---------- MATERIAL SHOWN
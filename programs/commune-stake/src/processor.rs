use crate::account_structs::*;
use crate::error::*;
use crate::events::*;
use crate::guard::{validate_program_update_authority, validate_stake_administrator};
use crate::signature::{AddressProof, SIGNER_IDENTITY_LEN};
use crate::state::{
    book_stake, load_staker_record, non_empty, process_unstake, pull_allowance,
    store_staker_record, validate_validator, StakeRequest, MAX_ADMINISTRATORS,
};
use anchor_lang::prelude::*;
use anchor_spl::token::spl_token::instruction::AuthorityType;
use anchor_spl::token::{self, Approve, Transfer};

/*
# Custody Flow

Deposits never stay with the ledger. A stake moves tokens in two hops inside
one transaction:

1. user token account -> vault token account
   The user approves vault_authority as delegate on their token account
   beforehand; that delegation is the pull allowance checked against the
   stake amount. vault_authority signs the transfer as delegate.

2. vault token account -> bridge custody
   vault_authority delegated u64::MAX to the bridge's bridge_authority PDA at
   initialize (and again on approve_bridge). The ledger calls bridge_back
   through CPI, signing with its external_caller_authority PDA so the bridge
   can tell the call came from this program; the bridge then pulls the amount
   with its delegate.

Ledger bookkeeping is written before either CPI. Any failing CPI fails the
whole transaction, which discards the bookkeeping along with the transfers.

Unstaking is bookkeeping only: the funds are already with the bridge and are
released on the Commune side.
 */

pub fn initialize(
    ctx: Context<Initialize>,
    signer_identity: [u8; 20],
    default_validator: String,
    min_deposit: u64,
    capacity_limit: u64,
    allow_custom_validator: bool,
    stake_administrators: Vec<Pubkey>,
) -> Result<()> {
    validate_program_update_authority(&ctx.accounts.program_data, &ctx.accounts.signer)?;
    require!(
        stake_administrators.len() <= MAX_ADMINISTRATORS,
        CustomErrorCode::TooManyAdministrators
    );
    require!(
        signer_identity != [0u8; SIGNER_IDENTITY_LEN],
        CustomErrorCode::InvalidSignerIdentity
    );
    validate_validator(&default_validator)?;

    let config = &mut ctx.accounts.stake_config;
    config.mint = ctx.accounts.mint.key();
    config.vault_token_account = ctx.accounts.vault_token_account.key();
    config.bridge_program = ctx.accounts.bridge_program.key();
    config.signer_identity = signer_identity;
    config.default_validator = default_validator;
    config.allow_custom_validator = allow_custom_validator;
    config.min_deposit = min_deposit;
    config.capacity_limit = capacity_limit;
    config.total_staked = 0;
    config.stake_administrators = stake_administrators;
    config.bump = ctx.bumps.stake_config;
    config.paused = false;

    // The vault token account must be owned by the program-derived address
    // before the bridge allowance can be granted from it.
    if ctx.accounts.vault_token_account.owner == ctx.accounts.signer.key() {
        token::set_authority(
            CpiContext::new(
                ctx.accounts.token_program.to_account_info(),
                token::SetAuthority {
                    account_or_mint: ctx.accounts.vault_token_account.to_account_info(),
                    current_authority: ctx.accounts.signer.to_account_info(),
                },
            ),
            AuthorityType::AccountOwner,
            Some(ctx.accounts.vault_authority.key()),
        )?;
    }

    approve_bridge_delegate(
        ctx.accounts.token_program.to_account_info(),
        ctx.accounts.vault_token_account.to_account_info(),
        ctx.accounts.bridge_authority.to_account_info(),
        ctx.accounts.vault_authority.to_account_info(),
        ctx.bumps.vault_authority,
    )?;

    msg!(
        "Ledger initialized: signer identity 0x{}, default validator {}",
        hex::encode(signer_identity),
        ctx.accounts.stake_config.default_validator
    );
    Ok(())
}

pub fn stake(
    ctx: Context<Stake>,
    amount: u64,
    destination_address: Option<String>,
    validator: Option<String>,
    proof: Option<AddressProof>,
) -> Result<()> {
    let staker = ctx.accounts.signer.key();
    let user_token_account = &ctx.accounts.user_token_account;
    let allowance = pull_allowance(
        user_token_account.delegate.into(),
        user_token_account.delegated_amount,
        &ctx.accounts.vault_authority.key(),
    );
    let balance = user_token_account.amount;

    let request = StakeRequest {
        amount,
        destination_address: destination_address.as_deref(),
        validator: validator.as_deref(),
        proof: proof.as_ref(),
    };
    let booked = book_stake(
        &mut ctx.accounts.stake_config,
        &mut ctx.accounts.staker_record,
        &staker,
        &request,
        allowance,
        balance,
    )?;
    ctx.accounts.staker_record.bump = ctx.bumps.staker_record;

    msg!("Stake amount: {}", amount);
    msg!("Destination address: {}", booked.destination_address);
    msg!("Validator: {}", booked.validator);
    msg!("Total staked: {}", booked.total_staked);

    let seeds: &[&[u8]] = &[b"vault_authority", &[ctx.bumps.vault_authority]];
    let signer = &[&seeds[..]];
    let cpi_accounts = Transfer {
        from: ctx.accounts.user_token_account.to_account_info(),
        to: ctx.accounts.vault_token_account.to_account_info(),
        authority: ctx.accounts.vault_authority.to_account_info(),
    };
    token::transfer(
        CpiContext::new_with_signer(
            ctx.accounts.token_program.to_account_info(),
            cpi_accounts,
            signer,
        ),
        amount,
    )?;

    // Sign with the external_caller_authority PDA so the bridge accepts the call
    let seeds: &[&[u8]] = &[
        b"external_caller_authority",
        &[ctx.bumps.external_caller_authority],
    ];
    let signer = &[&seeds[..]];
    let cpi_accounts = commune_bridge::cpi::accounts::BridgeBack {
        bridge_config: ctx.accounts.bridge_config.to_account_info(),
        external_caller_authority: ctx.accounts.external_caller_authority.to_account_info(),
        bridge_authority: ctx.accounts.bridge_authority.to_account_info(),
        source_token_account: ctx.accounts.vault_token_account.to_account_info(),
        custody_token_account: ctx.accounts.bridge_custody_token_account.to_account_info(),
        token_program: ctx.accounts.token_program.to_account_info(),
    };
    commune_bridge::cpi::bridge_back(
        CpiContext::new_with_signer(
            ctx.accounts.bridge_program.to_account_info(),
            cpi_accounts,
            signer,
        ),
        amount,
        booked.destination_address.clone(),
    )?;

    msg!("Emitting Staked");
    emit!(Staked {
        user: staker,
        amount,
        destination_address: booked.destination_address,
        validator: booked.validator,
        total_staked: booked.total_staked,
    });
    msg!("Emitted Staked");

    Ok(())
}

pub fn init_unstake(ctx: Context<Unstake>, amount: u64, unstake_all: bool) -> Result<()> {
    let mut record =
        load_staker_record(&ctx.accounts.staker_record, CustomErrorCode::NoStakeToUnstake)?;
    let withdrawal = process_unstake(
        &mut ctx.accounts.stake_config,
        &mut record,
        amount,
        unstake_all,
    )?;
    store_staker_record(&ctx.accounts.staker_record, &record)?;
    msg!(
        "Unstaked {} of {} (requested {}, all: {})",
        withdrawal.amount,
        withdrawal.prior_amount,
        amount,
        unstake_all
    );

    emit!(InitUnstake {
        user: ctx.accounts.signer.key(),
        authority: ctx.accounts.signer.key(),
        amount: withdrawal.amount,
        prior_amount: withdrawal.prior_amount,
        unstake_all,
        total_staked: withdrawal.total_staked,
    });

    Ok(())
}

// Same bookkeeping as init_unstake, on any staker's record, for a stake
// administrator or the upgrade authority.
pub fn admin_unstake(ctx: Context<AdminUnstake>, amount: u64, unstake_all: bool) -> Result<()> {
    validate_stake_administrator(
        &ctx.accounts.stake_config,
        &ctx.accounts.program_data,
        &ctx.accounts.signer,
    )?;

    let mut record =
        load_staker_record(&ctx.accounts.staker_record, CustomErrorCode::NoStakeToUnstake)?;
    let withdrawal = process_unstake(
        &mut ctx.accounts.stake_config,
        &mut record,
        amount,
        unstake_all,
    )?;
    store_staker_record(&ctx.accounts.staker_record, &record)?;
    msg!(
        "Admin {} unstaked {} of {} for {}",
        ctx.accounts.signer.key(),
        withdrawal.amount,
        withdrawal.prior_amount,
        ctx.accounts.user.key()
    );

    emit!(InitUnstake {
        user: ctx.accounts.user.key(),
        authority: ctx.accounts.signer.key(),
        amount: withdrawal.amount,
        prior_amount: withdrawal.prior_amount,
        unstake_all,
        total_staked: withdrawal.total_staked,
    });

    Ok(())
}

pub fn change_validator(ctx: Context<ChangeValidator>, new_validator: Option<String>) -> Result<()> {
    let mut record = load_staker_record(
        &ctx.accounts.staker_record,
        CustomErrorCode::NoStakeToChangeValidator,
    )?;
    let validator = ctx
        .accounts
        .stake_config
        .user_validator_change_target(&record, non_empty(new_validator.as_deref()))?;
    record.validator = Some(validator.clone());
    store_staker_record(&ctx.accounts.staker_record, &record)?;

    msg!("Validator changed to {}", validator);
    emit!(ValidatorChanged {
        user: ctx.accounts.signer.key(),
        authority: ctx.accounts.signer.key(),
        validator,
    });

    Ok(())
}

// Administrative override: not subject to allow_custom_validator.
pub fn admin_change_validator(
    ctx: Context<AdminChangeValidator>,
    new_validator: Option<String>,
) -> Result<()> {
    validate_stake_administrator(
        &ctx.accounts.stake_config,
        &ctx.accounts.program_data,
        &ctx.accounts.signer,
    )?;

    let mut record = load_staker_record(
        &ctx.accounts.staker_record,
        CustomErrorCode::NoStakeToChangeValidator,
    )?;
    let validator = ctx
        .accounts
        .stake_config
        .validator_change_target(&record, non_empty(new_validator.as_deref()))?;
    record.validator = Some(validator.clone());
    store_staker_record(&ctx.accounts.staker_record, &record)?;

    msg!(
        "Admin {} changed validator of {} to {}",
        ctx.accounts.signer.key(),
        ctx.accounts.user.key(),
        validator
    );
    emit!(ValidatorChanged {
        user: ctx.accounts.user.key(),
        authority: ctx.accounts.signer.key(),
        validator,
    });

    Ok(())
}

pub fn pause(ctx: Context<Pause>, pause: bool) -> Result<()> {
    validate_program_update_authority(&ctx.accounts.program_data, &ctx.accounts.signer)?;
    let config = &mut ctx.accounts.stake_config;
    config.paused = pause;

    msg!("Staking paused: {}", pause);

    Ok(())
}

pub fn set_min_deposit(ctx: Context<UpdateConfig>, min_deposit: u64) -> Result<()> {
    validate_program_update_authority(&ctx.accounts.program_data, &ctx.accounts.signer)?;
    ctx.accounts.stake_config.min_deposit = min_deposit;

    msg!("Minimum deposit: {}", min_deposit);

    Ok(())
}

pub fn set_capacity_limit(ctx: Context<UpdateConfig>, capacity_limit: u64) -> Result<()> {
    validate_program_update_authority(&ctx.accounts.program_data, &ctx.accounts.signer)?;
    ctx.accounts.stake_config.capacity_limit = capacity_limit;

    msg!("Capacity limit: {} (0 = unlimited)", capacity_limit);

    Ok(())
}

pub fn set_default_validator(ctx: Context<UpdateConfig>, default_validator: String) -> Result<()> {
    validate_program_update_authority(&ctx.accounts.program_data, &ctx.accounts.signer)?;
    validate_validator(&default_validator)?;

    msg!("Default validator: {}", default_validator);
    ctx.accounts.stake_config.default_validator = default_validator;

    Ok(())
}

pub fn set_allow_custom_validator(ctx: Context<UpdateConfig>, allow: bool) -> Result<()> {
    validate_program_update_authority(&ctx.accounts.program_data, &ctx.accounts.signer)?;
    ctx.accounts.stake_config.allow_custom_validator = allow;

    msg!("Custom validators allowed: {}", allow);

    Ok(())
}

pub fn set_signer_identity(
    ctx: Context<UpdateConfig>,
    new_identity: [u8; 20],
) -> Result<()> {
    validate_program_update_authority(&ctx.accounts.program_data, &ctx.accounts.signer)?;
    require!(
        new_identity != [0u8; SIGNER_IDENTITY_LEN],
        CustomErrorCode::InvalidSignerIdentity
    );

    let config = &mut ctx.accounts.stake_config;
    let old_identity = config.signer_identity;
    config.signer_identity = new_identity;

    emit!(SignerIdentityUpdated {
        admin: ctx.accounts.signer.key(),
        old_identity,
        new_identity,
    });

    Ok(())
}

// Update the list of stake administrators (only program update authority can do this)
pub fn update_stake_administrators(
    ctx: Context<UpdateStakeAdministrators>,
    new_administrators: Vec<Pubkey>,
) -> Result<()> {
    validate_program_update_authority(&ctx.accounts.program_data, &ctx.accounts.signer)?;

    require!(
        new_administrators.len() <= MAX_ADMINISTRATORS,
        CustomErrorCode::TooManyAdministrators
    );

    let config = &mut ctx.accounts.stake_config;
    config.stake_administrators = new_administrators;

    msg!(
        "Stake administrators updated. New count: {}",
        config.stake_administrators.len()
    );
    Ok(())
}

// Point the ledger at a different relay program. The new relay has no
// allowance over the vault until approve_bridge is called.
pub fn set_bridge_program(ctx: Context<SetBridgeProgram>) -> Result<()> {
    validate_program_update_authority(&ctx.accounts.program_data, &ctx.accounts.signer)?;

    let config = &mut ctx.accounts.stake_config;
    let old_program = config.bridge_program;
    config.bridge_program = ctx.accounts.new_bridge_program.key();

    emit!(BridgeProgramUpdated {
        admin: ctx.accounts.signer.key(),
        old_program,
        new_program: config.bridge_program,
    });

    Ok(())
}

pub fn approve_bridge(ctx: Context<ApproveBridge>) -> Result<()> {
    validate_program_update_authority(&ctx.accounts.program_data, &ctx.accounts.signer)?;

    approve_bridge_delegate(
        ctx.accounts.token_program.to_account_info(),
        ctx.accounts.vault_token_account.to_account_info(),
        ctx.accounts.bridge_authority.to_account_info(),
        ctx.accounts.vault_authority.to_account_info(),
        ctx.bumps.vault_authority,
    )?;

    msg!(
        "Bridge delegate {} approved for the maximum amount",
        ctx.accounts.bridge_authority.key()
    );
    Ok(())
}

// SPL token accounts hold a single delegate, so approving replaces any
// previous bridge's allowance.
fn approve_bridge_delegate<'info>(
    token_program: AccountInfo<'info>,
    vault_token_account: AccountInfo<'info>,
    bridge_authority: AccountInfo<'info>,
    vault_authority: AccountInfo<'info>,
    vault_authority_bump: u8,
) -> Result<()> {
    let seeds: &[&[u8]] = &[b"vault_authority", &[vault_authority_bump]];
    let signer = &[&seeds[..]];
    token::approve(
        CpiContext::new_with_signer(
            token_program,
            Approve {
                to: vault_token_account,
                delegate: bridge_authority,
                authority: vault_authority,
            },
            signer,
        ),
        u64::MAX,
    )
}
--------------------
• _WHAT TO PRODUCE_: Exact copies of the lines from the start of the data up to the line holding "1. user token account -> vault token account", both included, are all that is needed.

• _ANSWER SPACE_:
filename programs/commune-stake/src/processor.rs
use crate::account_structs::*;
use crate::error::*;
use crate::events::*;
use crate::guard::{validate_program_update_authority, validate_stake_administrator};
use crate::signature::{AddressProof, SIGNER_IDENTITY_LEN};
use crate::state::{
    book_stake, load_staker_record, non_empty, process_unstake, pull_allowance,
    store_staker_record, validate_validator, StakeRequest, MAX_ADMINISTRATORS,
};
use anchor_lang::prelude::*;
use anchor_spl::token::spl_token::instruction::AuthorityType;
use anchor_spl::token::{self, Approve, Transfer};

/*
# Custody Flow

Deposits never stay with the ledger. A stake moves tokens in two hops inside
one transaction:

1. user token account -> vault token account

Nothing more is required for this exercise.